For our part at Arctic Legacy, we strive to meet these challenges head-on. To reduce carbon waste from transport, we use textiles from neighboring countries instead of the other side of the world. Our Portuguese and Italian textile partners strive to use recycled materials whenever possible. We sew our garments in Europe; this allows us to monitor and ensure the process is fair and our workers are safe. Yes, we do audits and visits, so we are on top of any concerns and changes that may happen to our communities. We don't believe in seasonal fashion; our clothing is always designed to be comfortable and in style. You never have to worry about your hat or jacket being "last season" with timeless colors and cuts. Our designs and materials are of enjoyment this season of ten years from now. We can extend the life of our clothes by offering free repairs for the garment's life. Should the garment have been loved until it's not wearable anymore, we offer a reward for recycling when old clothing is returned. Read more about Arctic Legacy's view on a minimized footprint and how Arctic Legacy is closing the loop.
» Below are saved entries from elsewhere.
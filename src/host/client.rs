//! Cloud Build API client
//!
//! Build status resolution plus the target/start/cancel operations. Every
//! call goes through [`ucb_classifier`] so error semantics are identical
//! across operations. Rate limiting is surfaced, never retried here.

use std::collections::BTreeMap;
use std::sync::Arc;

use serde::de::DeserializeOwned;
use serde_json::json;
use tracing::{debug, warn};
use ucb_classifier::{classify, classify_discarding, ClassifiedOutcome, RateLimitInfo};
use ucb_protocol::{paths, Build, BuildAttempt, BuildStatus, BuildTarget, Platform, ALL_TARGETS};

use crate::error::{Error, Result, ValidationError};

use super::transport::{ApiRequest, ApiResponse, Transport};

/// Filters for a build history listing
#[derive(Debug, Clone, Default)]
pub struct BuildFilter {
    pub status: Option<BuildStatus>,
    /// Canonical platform name or shorthand alias (`osx`, `win`, `win64`, `linux`)
    pub platform: Option<String>,
    /// Keep only the `limit` most recent builds; 0 keeps all
    pub limit: usize,
}

impl BuildFilter {
    pub fn with_status(mut self, status: BuildStatus) -> Self {
        self.status = Some(status);
        self
    }

    pub fn with_platform(mut self, platform: impl Into<String>) -> Self {
        self.platform = Some(platform.into());
        self
    }

    pub fn with_limit(mut self, limit: usize) -> Self {
        self.limit = limit;
        self
    }
}

/// Latest build per target id; `None` means the target has never built
pub type LatestBuilds = BTreeMap<String, Option<Build>>;

/// Client for the project-scoped Cloud Build API
#[derive(Clone)]
pub struct CloudBuildClient {
    transport: Arc<dyn Transport>,
}

impl CloudBuildClient {
    pub fn new(transport: Arc<dyn Transport>) -> Self {
        Self { transport }
    }

    // === Build status resolution ===

    /// Current record of one build
    pub fn build_status(&self, target_id: &str, number: u64) -> Result<Build> {
        let request = ApiRequest::get(paths::build(target_id, number));
        let resource = format!("build {} #{}", target_id, number);
        self.call::<Build>(&request, &resource)?
            .ok_or_else(|| Error::Integrity(format!("empty status response for {}", resource)))
    }

    /// Build history of a target (or `_all`), newest first
    pub fn list_builds(&self, target_id: &str, filter: &BuildFilter) -> Result<Vec<Build>> {
        let mut request = ApiRequest::get(paths::target_builds(target_id));

        if let Some(status) = &filter.status {
            request = request.with_query(paths::query::BUILD_STATUS, status.as_str());
        }
        if let Some(alias) = filter.platform.as_deref().filter(|p| !p.is_empty()) {
            let platform = Platform::resolve(alias).map_err(ValidationError::from)?;
            request = request.with_query(paths::query::PLATFORM, platform.as_str());
        }

        let resource = format!("builds of target {}", target_id);
        let mut builds: Vec<Build> = self.call(&request, &resource)?.unwrap_or_default();
        if filter.limit > 0 {
            builds.truncate(filter.limit);
        }
        Ok(builds)
    }

    /// Most recent build of every target.
    ///
    /// The listing's `include_last_success` only reports the last successful
    /// build, so unless `only_successful` is set each target's history is
    /// queried again for its most recent attempt of any outcome.
    pub fn latest_builds(&self, only_successful: bool, only_enabled: bool) -> Result<LatestBuilds> {
        let request = ApiRequest::get(paths::build_targets())
            .with_query(paths::query::INCLUDE_LAST_SUCCESS, "true");
        let targets: Vec<BuildTarget> = self.call(&request, "build targets")?.unwrap_or_default();

        let considered: Vec<BuildTarget> = targets
            .into_iter()
            .filter(|t| !only_enabled || t.enabled)
            .collect();

        let mut latest = LatestBuilds::new();
        for target in &considered {
            latest.insert(target.id.clone(), target.builds.first().cloned());
        }

        if !only_successful {
            let most_recent = BuildFilter::default().with_limit(1);
            for target in &considered {
                let history = match self.list_builds(&target.id, &most_recent) {
                    Ok(history) => history,
                    Err(Error::NotFound { resource }) => {
                        debug!(target = %target.id, %resource, "no build history, keeping listing entry");
                        continue;
                    }
                    Err(err) => return Err(err),
                };
                if let Some(build) = history.into_iter().next() {
                    latest.insert(target.id.clone(), Some(build));
                }
            }
        }

        debug!(targets = latest.len(), only_successful, only_enabled, "resolved latest builds");
        Ok(latest)
    }

    // === Targets ===

    pub fn list_targets(&self) -> Result<Vec<BuildTarget>> {
        let request = ApiRequest::get(paths::build_targets()).with_query(paths::query::INCLUDE, "settings");
        Ok(self.call(&request, "build targets")?.unwrap_or_default())
    }

    // === Start / cancel ===

    pub fn start_build(&self, target_id: &str, clean: bool) -> Result<BuildAttempt> {
        let request = ApiRequest::post(paths::target_builds(target_id), json!({ "clean": clean }));
        let resource = format!("build target {}", target_id);
        let attempts: Vec<BuildAttempt> = self.call(&request, &resource)?.unwrap_or_default();

        let attempt = attempts
            .into_iter()
            .next()
            .ok_or_else(|| Error::Integrity(format!("no build started for target {}", target_id)))?;

        if let Some(message) = attempt.error.as_ref().filter(|e| !e.is_empty()) {
            return Err(Error::StartRejected {
                target_id: target_id.to_string(),
                message: message.clone(),
            });
        }
        Ok(attempt)
    }

    /// Start builds on every enabled target. Per-target rejections are
    /// reported in the returned attempts, not as an error.
    pub fn start_all_builds(&self, clean: bool) -> Result<Vec<BuildAttempt>> {
        let request = ApiRequest::post(paths::target_builds(ALL_TARGETS), json!({ "clean": clean }));
        let attempts: Vec<BuildAttempt> = self.call(&request, "all build targets")?.unwrap_or_default();
        if attempts.is_empty() {
            return Err(Error::Integrity("no builds started".to_string()));
        }
        for attempt in attempts.iter().filter(|a| a.is_error()) {
            warn!(target = %attempt.build.target_id, error = ?attempt.error, "build not started");
        }
        Ok(attempts)
    }

    pub fn cancel_build(&self, target_id: &str, number: u64) -> Result<()> {
        let request = ApiRequest::delete(paths::build(target_id, number));
        self.call_discarding(&request, &format!("{} build #{}", target_id, number))
    }

    /// Cancel every build of every target, or of `only_target` when given.
    ///
    /// Issued per target; the service's `_all` cancel endpoint answers 500.
    /// A target answering 404 has nothing to cancel and is skipped. Returns
    /// the target ids that were cancelled.
    pub fn cancel_all_builds(&self, only_target: Option<&str>) -> Result<Vec<String>> {
        let targets = self.list_targets()?;
        let mut cancelled = Vec::new();
        for target in targets
            .iter()
            .filter(|t| only_target.map(|id| id == t.id).unwrap_or(true))
        {
            let request = ApiRequest::delete(paths::target_builds(&target.id));
            match self.call_discarding(&request, &format!("builds of target {}", target.id)) {
                Ok(()) => cancelled.push(target.id.clone()),
                Err(Error::NotFound { resource }) => {
                    debug!(target = %target.id, %resource, "nothing to cancel");
                }
                Err(err) => return Err(err),
            }
        }
        Ok(cancelled)
    }

    // === Internal Helpers ===

    fn send(&self, request: &ApiRequest) -> Result<ApiResponse> {
        let response = self.transport.execute(request)?;
        let quota = RateLimitInfo::from_headers(
            response.headers.iter().map(|(k, v)| (k.as_str(), v.as_str())),
        );
        if let Some(remaining) = quota.remaining {
            debug!(remaining, path = %request.path, "X-RateLimit-Remaining");
        }
        Ok(response)
    }

    /// Execute and classify, decoding a success body into `T`
    fn call<T: DeserializeOwned>(&self, request: &ApiRequest, resource: &str) -> Result<Option<T>> {
        let response = self.send(request)?;
        let outcome = classify::<T>(response.status, &response.body)
            .map_err(|e| Error::Integrity(format!("{}: {}", resource, e)))?;
        into_result(outcome, resource)
    }

    /// Execute and classify, ignoring any success body
    fn call_discarding(&self, request: &ApiRequest, resource: &str) -> Result<()> {
        let response = self.send(request)?;
        into_result(classify_discarding(response.status, &response.body), resource).map(|_| ())
    }
}
//! Advisory rate-limit headers.

/// Quota information the service attaches to responses.
#[derive(Debug, Clone, Default, PartialEq, Eq)]
pub struct RateLimitInfo {
    pub limit: Option<u64>,
    pub remaining: Option<u64>,
    /// Epoch seconds at which the window resets
    pub reset: Option<u64>,
}

impl RateLimitInfo {
    /// Read `X-RateLimit-*` headers. Header names are matched case-insensitively.
    pub fn from_headers<'a, I>(headers: I) -> Self
    where
        I: IntoIterator<Item = (&'a str, &'a str)>,
    {
        let mut info = RateLimitInfo::default();
        for (name, value) in headers {
            let parsed = value.trim().parse::<u64>().ok();
            match name.to_ascii_lowercase().as_str() {
                "x-ratelimit-limit" => info.limit = parsed,
                "x-ratelimit-remaining" => info.remaining = parsed,
                "x-ratelimit-reset" => info.reset = parsed,
                _ => {}
            }
        }
        info
    }
}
The clothing industry and our global shopping habits have significantly strained our environment. The unethical practices of making cheap clothing to feed our consumer needs are not the end-all. We can be better. As informed and passionate consumers, we can make the choices to help the environment and the people who work and live here. Popular fashion will talk about the tags being important. As environmentally conscious consumers, the tags are important, but not the ones that say the brand. The ones that say "fair trade" and "organic" really matter.